専門家らで構成する政府の基本的対処方針分科会の舘田一博東邦大教授は21日、報道陣に個人的な見解として「東京で緊急事態宣言が出されている状況で五輪ができるとは思わないし、やってはいけないというのがみんなのコンセンサス」と述べた(毎日)。当然のことではないか。
ところが問題は、ハゲタカIOCの言に首相までが従順な羊の一匹となり、「国民の命や健康を守り、安全安心の大会を実現する」と一つ覚えの繰り返しを続けていることである。願望を述べるだけでは無意味であり、何の説得力もないのだ。
大会組織委員長の橋本聖子も基本は同じである。橋本は、海外から来日する大会関係者の数を延期前の合計18万人から、オリンピック5万9000人、パラリンピック1万9000人に削減したと明らかにした。削減したとは言え、国境を越えて7万8000人が押し寄せてくるのだ。
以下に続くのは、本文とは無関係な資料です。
//! Debounced full reload of dependent views.
//!
//! The gate is an advisory lock: acquiring it records a timestamp both in
//! memory and under `walletReloadInProgress`, and it expires by itself once
//! the debounce window has passed. Other contexts sharing the storage see the
//! persisted timestamp and do not start a second reload.

use chrono::{DateTime, Utc};
use parking_lot::Mutex;
use std::sync::Arc;
use std::time::{Duration, Instant};
use tracing::debug;

use crate::storage::{read_or_log, remove_or_log, write_or_log, KeyValueStore, KEY_RELOAD_IN_PROGRESS};

#[derive(Debug, Clone, Copy, PartialEq, Eq)]
pub enum ReloadReason {
    /// The wallet switched to a different account.
    AddressChanged,
    /// Connection keys were changed by another context.
    ExternalStorageChange,
}

/// Reloads whatever depends on the current connection.
pub trait ViewReloader: Send + Sync {
    fn reload(&self, reason: ReloadReason);
}

pub struct ReloadGate {
    storage: Arc<dyn KeyValueStore>,
    window: Duration,
    acquired_at: Mutex<Option<Instant>>,
}

impl ReloadGate {
    pub fn new(storage: Arc<dyn KeyValueStore>, window: Duration) -> Self {
        Self {
            storage,
            window,
            acquired_at: Mutex::new(None),
        }
    }

    pub fn window(&self) -> Duration {
        self.window
    }

    /// Take the gate unless a reload is already pending.
    pub fn try_acquire(&self) -> bool {
        let mut acquired_at = self.acquired_at.lock();
        if acquired_at.is_some_and(|t| t.elapsed() < self.window) {
            return false;
        }
        if self.persisted_pending() {
            debug!("reload already pending in another context");
            return false;
        }
        *acquired_at = Some(Instant::now());
        write_or_log(self.storage.as_ref(), KEY_RELOAD_IN_PROGRESS, &Utc::now().to_rfc3339());
        true
    }

    /// Clear the gate once the reload finished.
    pub fn release(&self) {
        *self.acquired_at.lock() = None;
        remove_or_log(self.storage.as_ref(), KEY_RELOAD_IN_PROGRESS);
    }

    pub fn is_pending(&self) -> bool {
        self.acquired_at
            .lock()
            .is_some_and(|t| t.elapsed() < self.window)
            || self.persisted_pending()
    }

    fn persisted_pending(&self) -> bool {
        let Some(raw) = read_or_log(self.storage.as_ref(), KEY_RELOAD_IN_PROGRESS) else {
            return false;
        };
        let Ok(since) = DateTime::parse_from_rfc3339(&raw) else {
            return false;
        };
        let age = Utc::now().signed_duration_since(since.with_timezone(&Utc));
        // A timestamp in the future counts as fresh.
        age.to_std().map(|age| age < self.window).unwrap_or(true)
    }
}

#[cfg(test)]
mod tests {
    use super::*;
    use crate::storage::MemoryStorage;

    #[test]
    fn test_second_acquire_within_window_fails() {
        let gate = ReloadGate::new(Arc::new(MemoryStorage::new()), Duration::from_secs(60));
        assert!(gate.try_acquire());
        assert!(!gate.try_acquire());
        assert!(gate.is_pending());
        gate.release();
        assert!(!gate.is_pending());
        assert!(gate.try_acquire());
    }

    #[test]
    fn test_gate_expires_after_window() {
        let gate = ReloadGate::new(Arc::new(MemoryStorage::new()), Duration::ZERO);
        assert!(gate.try_acquire());
        assert!(gate.try_acquire());
    }

    #[test]
    fn test_gate_shared_through_storage() {
        let storage: Arc<dyn KeyValueStore> = Arc::new(MemoryStorage::new());
        let a = ReloadGate::new(storage.clone(), Duration::from_secs(60));
        let b = ReloadGate::new(storage.clone(), Duration::from_secs(60));
        assert!(a.try_acquire());
        assert!(!b.try_acquire());
        a.release();
        assert!(b.try_acquire());
    }

    #[test]
    fn test_garbage_timestamp_is_ignored() {
        let storage: Arc<dyn KeyValueStore> = Arc::new(MemoryStorage::new());
        storage.set(KEY_RELOAD_IN_PROGRESS, "yesterday").unwrap();
        let gate = ReloadGate::new(storage, Duration::from_secs(60));
        assert!(gate.try_acquire());
    }
}
//! Environment variable parsing utilities.
//!
//! Configuration in this workspace comes from environment variables with
//! compiled-in defaults. These helpers remove the repeated
//! `std::env::var(..).ok().and_then(..).unwrap_or(..)` chains.
//!
//! ```
//! use sui_subscriptions_types::env_utils::{env_string_or, env_var_or};
//!
//! let debounce_ms: u64 = env_var_or("WALLET_RELOAD_DEBOUNCE_MS", 1000);
//! let network = env_string_or("SUI_NETWORK", "testnet");
//! ```

use std::str::FromStr;
use std::time::Duration;

/// Parse an environment variable into a type that implements `FromStr`.
///
/// Returns `None` if the variable is unset, blank, or does not parse.
pub fn env_var<T: FromStr>(key: &str) -> Option<T> {
    std::env::var(key)
        .ok()
        .filter(|v| !v.trim().is_empty())
        .and_then(|v| v.trim().parse().ok())
}

/// Parse an environment variable, falling back to `default`.
pub fn env_var_or<T: FromStr>(key: &str, default: T) -> T {
    env_var(key).unwrap_or(default)
}

/// Read a string variable; unset or blank values yield `default`.
pub fn env_string_or(key: &str, default: &str) -> String {
    std::env::var(key)
        .ok()
        .map(|v| v.trim().to_string())
        .filter(|v| !v.is_empty())
        .unwrap_or_else(|| default.to_string())
}

/// Read a millisecond count as a `Duration`.
pub fn env_millis_or(key: &str, default_ms: u64) -> Duration {
    Duration::from_millis(env_var_or(key, default_ms))
}
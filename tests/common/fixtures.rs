//! Ready-made wallets, stores, and services.

use serde_json::Value;
use std::sync::Arc;
use std::time::Duration;

use sui_subscriptions::connection::ConnectionStore;
use sui_subscriptions::storage::{MemoryStorage, TransactionHistory};
use sui_subscriptions::wallet::{TransactionExecutor, WalletFeature, WalletHandle};
use sui_subscriptions::SubscriptionService;
use sui_subscriptions_transport::test_utils::MockChainClient;
use sui_subscriptions_transport::NetworkInfo;
use sui_subscriptions_types::ConfirmationSchedule;

use super::mocks::{MockExecutor, MockSignAndExecute, MockSigner, RecordingReloader};

pub const PACKAGE: &str = "0x177d14d5f5ac73f35fef5c9667566a0d8947386b59c93f1aa3219299e68ba381";
pub const SUBSCRIBER: &str = "0x00000000000000000000000000000000000000000000000000000000000a11ce";

/// A wallet with only `signAndExecuteTransactionBlock`.
pub fn standard_wallet(name: &str, address: &str, response: Value) -> (WalletHandle, Arc<MockSignAndExecute>) {
    let imp = MockSignAndExecute::ok(response);
    let wallet = WalletHandle::new(name)
        .with_account(address)
        .with_chain("sui:testnet")
        .with_sign_and_execute(imp.clone());
    (wallet, imp)
}

/// A wallet with accounts but no signing entry point.
pub fn bare_wallet(address: &str) -> WalletHandle {
    WalletHandle::new("Bare Wallet")
        .with_account(address)
        .with_feature("standard:connect", WalletFeature::Other)
}

/// A Slush-style wallet exposing feature-flag sign and execute.
pub fn slush_wallet(address: &str, execute_response: Value) -> (WalletHandle, Arc<MockSigner>, Arc<MockExecutor>) {
    let signer = MockSigner::new();
    let executor = MockExecutor::new(execute_response);
    let wallet = WalletHandle::new("Slush")
        .with_account(address)
        .with_feature_sign(signer.clone())
        .with_feature_execute(executor.clone());
    (wallet, signer, executor)
}

pub fn new_store(window: Duration) -> (ConnectionStore, Arc<MemoryStorage>, Arc<RecordingReloader>) {
    let storage = Arc::new(MemoryStorage::new());
    let reloader = Arc::new(RecordingReloader::default());
    let store = ConnectionStore::new(storage.clone(), NetworkInfo::default(), window)
        .with_reloader(reloader.clone());
    (store, storage, reloader)
}

pub fn fast_schedule() -> ConfirmationSchedule {
    ConfirmationSchedule {
        delays: vec![Duration::from_millis(5), Duration::from_millis(10)],
    }
}

pub fn new_service() -> (SubscriptionService, Arc<MockChainClient>, Arc<MemoryStorage>) {
    let client = Arc::new(MockChainClient::new());
    let storage = Arc::new(MemoryStorage::new());
    let service = SubscriptionService::new(
        client.clone(),
        TransactionExecutor::new(NetworkInfo::default()),
        TransactionHistory::new(storage.clone()),
        PACKAGE,
    )
    .with_schedule(fast_schedule());
    (service, client, storage)
}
その医療を支える体制について、1日当たりの医師は最大230人、看護師は最大310人と想定しているという。また、各国の選手団などに実施する検査について橋本氏は「1日最大5万?6万件程度を想定している」という。
東京オリパラ関係者にそれだけの医療リソースを割かねばならないということは、国民が享受すべき医療がその分だけ奪われているということではないか。
IOCだけではない。政府と組織委員会にも批判が必要なのだ。